Collection intensity of woody plants in the Equatorial Pacific region at altitudes below 1,100 m.a.s.l. has been unequal. This is a result of the efforts of individual botanists or institutions concentrating on specific areas in the region (cf. Borchsenius
1997). The SDFs in Guayas and Tumbes have benefited from thorough work from botanists from the Missouri Botanical Garden (D. Neill in Guayas, C. Díaz in Tumbes, respectively). The Manabí SDFs have good collections due to intensive collecting from Ecuadorean botanists (e.g., Hernández and Josse
1997). Esmeraldas has recently seen intensive collection efforts as part of a Smithsonian Institution project to inventory the flora of the Mache-Chindul Mountains (Clark et al.
2006). The other SDF areas are relatively little surveyed, as can be seen from the density of collections. It is rather surprising that otherwise well-botanised regions like Cajamarca (e.g., Sagástegui
1995) and especially Loja (Aguirre et al.

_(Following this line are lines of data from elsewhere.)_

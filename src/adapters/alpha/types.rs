//! Alpha API response types
//!
//! The alpha endpoints mix numbers, numeric strings and nulls for the same
//! field. Coercion happens here, once: prices become finite `f64` (0 when
//! unusable) and identifiers become `Option<String>`.

use serde::{Deserialize, Deserializer};
use serde_json::Value;

use crate::domain::metadata::TokenRecord;
use crate::domain::universe::TradingPair;
use crate::ports::models::{Candle, Ticker};

/// Common `{code, message, data, success}` wrapper
#[derive(Debug, Clone, Deserialize)]
pub struct ApiEnvelope<T> {
    #[serde(default)]
    pub code: Option<String>,
    #[serde(default)]
    pub message: Option<String>,
    pub data: Option<T>,
    #[serde(default)]
    pub success: Option<bool>,
}

/// Coerce a JSON value to a finite number, 0 otherwise
pub fn coerce_f64(value: &Value) -> f64 {
    let parsed = match value {
        Value::Number(n) => n.as_f64(),
        Value::String(s) => s.trim().parse::<f64>().ok(),
        _ => None,
    };
    parsed.filter(|v| v.is_finite()).unwrap_or(0.0)
}

/// Coerce a JSON value to an epoch-millis timestamp
pub fn coerce_i64(value: &Value) -> Option<i64> {
    match value {
        Value::Number(n) => n.as_i64().or_else(|| n.as_f64().filter(|f| f.is_finite()).map(|f| f as i64)),
        Value::String(s) => s.trim().parse::<i64>().ok(),
        _ => None,
    }
}

fn coerce_string(value: &Value) -> Option<String> {
    match value {
        Value::String(s) => Some(s.clone()),
        Value::Number(n) => Some(n.to_string()),
        _ => None,
    }
}

fn lenient_f64<'de, D: Deserializer<'de>>(deserializer: D) -> Result<f64, D::Error> {
    let value = Option::<Value>::deserialize(deserializer)?;
    Ok(value.as_ref().map(coerce_f64).unwrap_or(0.0))
}

fn lenient_string<'de, D: Deserializer<'de>>(deserializer: D) -> Result<Option<String>, D::Error> {
    let value = Option::<Value>::deserialize(deserializer)?;
    Ok(value.as_ref().and_then(coerce_string))
}

/// A list that may arrive as `null`, read as empty
fn null_as_empty<'de, D, T>(deserializer: D) -> Result<Vec<T>, D::Error>
where
    D: Deserializer<'de>,
    T: Deserialize<'de>,
{
    Ok(Option::<Vec<T>>::deserialize(deserializer)?.unwrap_or_default())
}

/// Token-list entry
#[derive(Debug, Clone, Default, Deserialize)]
#[serde(rename_all = "camelCase")]
pub struct RawToken {
    #[serde(default, deserialize_with = "lenient_string")]
    pub alpha_id: Option<String>,
    #[serde(default, deserialize_with = "lenient_string")]
    pub id: Option<String>,
    #[serde(default, deserialize_with = "lenient_string")]
    pub token_id: Option<String>,
    #[serde(default, deserialize_with = "lenient_string")]
    pub symbol: Option<String>,
    #[serde(default, deserialize_with = "lenient_string")]
    pub ticker: Option<String>,
    #[serde(default, deserialize_with = "lenient_string")]
    pub name: Option<String>,
    #[serde(default, deserialize_with = "lenient_string")]
    pub chain_id: Option<String>,
    #[serde(default, deserialize_with = "lenient_string")]
    pub contract_address: Option<String>,
}

impl From<RawToken> for TokenRecord {
    fn from(raw: RawToken) -> Self {
        TokenRecord {
            alpha_id: raw.alpha_id,
            id: raw.id,
            token_id: raw.token_id,
            symbol: raw.symbol,
            ticker: raw.ticker,
            name: raw.name,
            chain_id: raw.chain_id,
            contract_address: raw.contract_address,
        }
    }
}

/// `get-exchange-info` payload
#[derive(Debug, Clone, Default, Deserialize)]
pub struct ExchangeInfo {
    #[serde(default, deserialize_with = "null_as_empty")]
    pub symbols: Vec<RawSymbol>,
}

#[derive(Debug, Clone, Default, Deserialize)]
#[serde(rename_all = "camelCase")]
pub struct RawSymbol {
    #[serde(default, deserialize_with = "lenient_string")]
    pub symbol: Option<String>,
    #[serde(default, deserialize_with = "lenient_string")]
    pub status: Option<String>,
    #[serde(default, deserialize_with = "lenient_string")]
    pub base_asset: Option<String>,
    #[serde(default, deserialize_with = "lenient_string")]
    pub quote_asset: Option<String>,
}

impl RawSymbol {
    /// Listing entries without a pair symbol are unusable and dropped
    pub fn into_pair(self) -> Option<TradingPair> {
        let pair_symbol = self.symbol.filter(|s| !s.is_empty())?;
        Some(TradingPair {
            pair_symbol,
            base_asset: self.base_asset.unwrap_or_default(),
            quote_asset: self.quote_asset.unwrap_or_default(),
            status: self.status.unwrap_or_default(),
        })
    }
}

/// `ticker` payload
#[derive(Debug, Clone, Default, Deserialize)]
#[serde(rename_all = "camelCase")]
pub struct RawTicker {
    #[serde(default, deserialize_with = "lenient_f64")]
    pub open_price: f64,
    #[serde(default, deserialize_with = "lenient_f64")]
    pub high_price: f64,
    #[serde(default, deserialize_with = "lenient_f64")]
    pub low_price: f64,
    #[serde(default, deserialize_with = "lenient_f64")]
    pub last_price: f64,
    #[serde(default, deserialize_with = "lenient_f64")]
    pub quote_volume: f64,
}

impl From<RawTicker> for Ticker {
    fn from(raw: RawTicker) -> Self {
        Ticker {
            open_price: raw.open_price,
            high_price: raw.high_price,
            low_price: raw.low_price,
            last_price: raw.last_price,
            quote_volume: raw.quote_volume,
        }
    }
}

/// Parse kline rows `[openTime, open, high, low, close, volume, ...]`.
///
/// Rows shorter than five elements or without an open time are skipped.
pub fn parse_klines(rows: &[Value]) -> Vec<Candle> {
    rows.iter()
        .filter_map(|row| {
            let arr = row.as_array()?;
            if arr.len() < 5 {
                return None;
            }
            let get = |idx: usize| arr.get(idx).map(coerce_f64).unwrap_or(0.0);

            Some(Candle {
                open_time: coerce_i64(&arr[0])?,
                open: get(1),
                high: get(2),
                low: get(3),
                close: get(4),
                volume: get(5),
            })
        })
        .collect()
}
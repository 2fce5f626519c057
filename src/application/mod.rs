//! Application Layer
//!
//! Use cases wiring the market data port to the domain: a single snapshot
//! run and the interval watcher around it.

pub mod pipeline;
pub mod watcher;

pub use pipeline::{
    PairOutcome, PipelineConfig, PipelineError, RunReport, RunSummary, SkipReason,
    SnapshotPipeline,
};
pub use watcher::{SnapshotWatcher, WatcherStatus, DEFAULT_WATCH_INTERVAL};
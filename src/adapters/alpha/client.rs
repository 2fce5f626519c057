//! Alpha Market API Client
//!
//! `MarketDataPort` over the public alpha endpoints. No authentication; every
//! request is a plain GET through `HttpFetcher`.

use async_trait::async_trait;
use serde_json::Value;

use crate::adapters::http::{build_url, HttpFetcher};
use crate::domain::metadata::TokenRecord;
use crate::domain::universe::TradingPair;
use crate::ports::market_data::{FetchError, MarketDataPort};
use crate::ports::models::{Candle, KlineInterval, Ticker};
use super::types::{parse_klines, ApiEnvelope, ExchangeInfo, RawTicker, RawToken};

/// Alpha API endpoint URLs
#[derive(Debug, Clone, PartialEq, Eq)]
pub struct AlphaEndpoints {
    pub token_list_url: String,
    pub exchange_info_url: String,
    pub ticker_url: String,
    pub klines_url: String,
}

impl Default for AlphaEndpoints {
    fn default() -> Self {
        Self {
            token_list_url: "https://www.binance.com/bapi/defi/v1/public/wallet-direct/buw/wallet/cex/alpha/all/token/list".to_string(),
            exchange_info_url: "https://www.binance.com/bapi/defi/v1/public/alpha-trade/get-exchange-info".to_string(),
            ticker_url: "https://www.binance.com/bapi/defi/v1/public/alpha-trade/ticker".to_string(),
            klines_url: "https://www.binance.com/bapi/defi/v1/public/alpha-trade/klines".to_string(),
        }
    }
}

impl AlphaEndpoints {
    pub fn ticker(&self, pair: &str) -> Result<String, FetchError> {
        build_url(&self.ticker_url, &[("symbol", pair)])
    }

    pub fn klines(&self, pair: &str, interval: KlineInterval, limit: u32) -> Result<String, FetchError> {
        build_url(
            &self.klines_url,
            &[
                ("interval", interval.as_str()),
                ("limit", &limit.to_string()),
                ("symbol", pair),
            ],
        )
    }
}

/// Alpha market data client
#[derive(Debug, Clone)]
pub struct AlphaClient {
    endpoints: AlphaEndpoints,
    fetcher: HttpFetcher,
}

impl AlphaClient {
    pub fn new(endpoints: AlphaEndpoints, fetcher: HttpFetcher) -> Self {
        Self { endpoints, fetcher }
    }

    pub fn endpoints(&self) -> &AlphaEndpoints {
        &self.endpoints
    }

    async fn fetch_data<T>(&self, url: &str) -> Result<Option<T>, FetchError>
    where
        T: serde::de::DeserializeOwned,
    {
        let envelope: ApiEnvelope<T> = self.fetcher.fetch_json(url).await?;
        if envelope.success == Some(false) {
            tracing::debug!(
                "Alpha API reported failure for {}: code={:?} message={:?}",
                url,
                envelope.code,
                envelope.message
            );
        }
        Ok(envelope.data)
    }
}

#[async_trait]
impl MarketDataPort for AlphaClient {
    async fn token_list(&self) -> Result<Vec<TokenRecord>, FetchError> {
        let tokens: Vec<RawToken> = self
            .fetch_data(&self.endpoints.token_list_url)
            .await?
            .unwrap_or_default();

        Ok(tokens.into_iter().map(TokenRecord::from).collect())
    }

    async fn exchange_pairs(&self) -> Result<Vec<TradingPair>, FetchError> {
        let info: ExchangeInfo = self
            .fetch_data(&self.endpoints.exchange_info_url)
            .await?
            .unwrap_or_default();

        Ok(info.symbols.into_iter().filter_map(|s| s.into_pair()).collect())
    }

    async fn ticker(&self, pair: &str) -> Result<Ticker, FetchError> {
        let url = self.endpoints.ticker(pair)?;
        let raw: RawTicker = self
            .fetch_data(&url)
            .await?
            .ok_or(FetchError::MissingData { url })?;

        Ok(Ticker::from(raw))
    }

    async fn klines(
        &self,
        pair: &str,
        interval: KlineInterval,
        limit: u32,
    ) -> Result<Vec<Candle>, FetchError> {
        let url = self.endpoints.klines(pair, interval, limit)?;
        let rows: Vec<Value> = self.fetch_data(&url).await?.unwrap_or_default();
        Ok(parse_klines(&rows))
    }
}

2002) lag so much behind other regions in our analyses. This shows that even though the Andean flora from these regions has been comparatively well collected, efforts need still to be made to increase the knowledge of other vegetation types occurring in them.
Conservation
Dry lowland or Andean vegetation formations usually lack representation in protected area systems (e.g., Borchsenius
1997; López and Zambrana-Torrelio
2006). This is especially true in the SDF of Ecuador and Peru. There are 16 protected areas in the Equatorial Pacific region covering some 5,200 km
2, and some of these are not completely covered by SDF (e.g., the Santuario Nacional Manglares de Tumbes and Reserva Ecológica Manglares-Churute are mainly mangroves; PN Cerros de Amotape includes an extensive area which covers a more humid variant of seasonal forests, as does the Mache-Chindul Ecological Reserve). Thus, the true extension of protected SDF in the region is probably around 2,500 km
2, which represents approximately 5% of the estimated 55,000 km
2 of remaining SDF in the region. This is, however, an optimistic estimate since the vegetation these areas protect is not necessarily intact forest. It may sound contradictory, but several of them are composed of secondary highly disturbed regenerating vegetation (e.g., Josse
1997). Only forests on very steep slopes and areas of very difficult access remain close to undisturbed vegetation. Unfortunately, these are few. Due to the constant growing population in the region and the consequent demand for new arable and habitable land, the establishment of new protected areas in near-pristine vegetation is difficult. The development of initiatives such as the Northwestern Biosphere Reserve in Peru (which includes the PN Cerros de Amotape, RN Tumbes and CC El Angolo) should be an opportunity, especially since they conserve important areas of the Tumbes and Piura department (including an elevational gradient from sea level to 1,600 m.a.s.l.), which, as has been shown above, concentrate some of the most characteristic SDFs of the region. An extension of it into adjacent protected areas of Ecuador as a transboundary biosphere reserve, a conservation figure specifically encouraged by the ‘Seville + 5’ UNESCO-MAB meeting (UNESCO-MAB
2002), should be given highest priority. This step might not only enhance the conservation value of the region, but also provide a much more extensive corridor for the movement of organisms and better coordination of conservation tasks between both countries.